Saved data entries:
──────────

//! Storage layer
//!
//! SQLite-backed persistence. The relational store (appointments of record,
//! catalog) and the graph projection live in separate databases with
//! independent pools and migration sets; the relational store is the source
//! of truth.

pub mod database;
pub mod migrations;

pub use database::{Database, DatabaseConfig, Schema};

──────────

Search the entries for the string "relational" and return each line where it turns up.

//! SQLite-backed persistence. The relational store (appointments of record,
//! independent pools and migration sets; the relational store is the source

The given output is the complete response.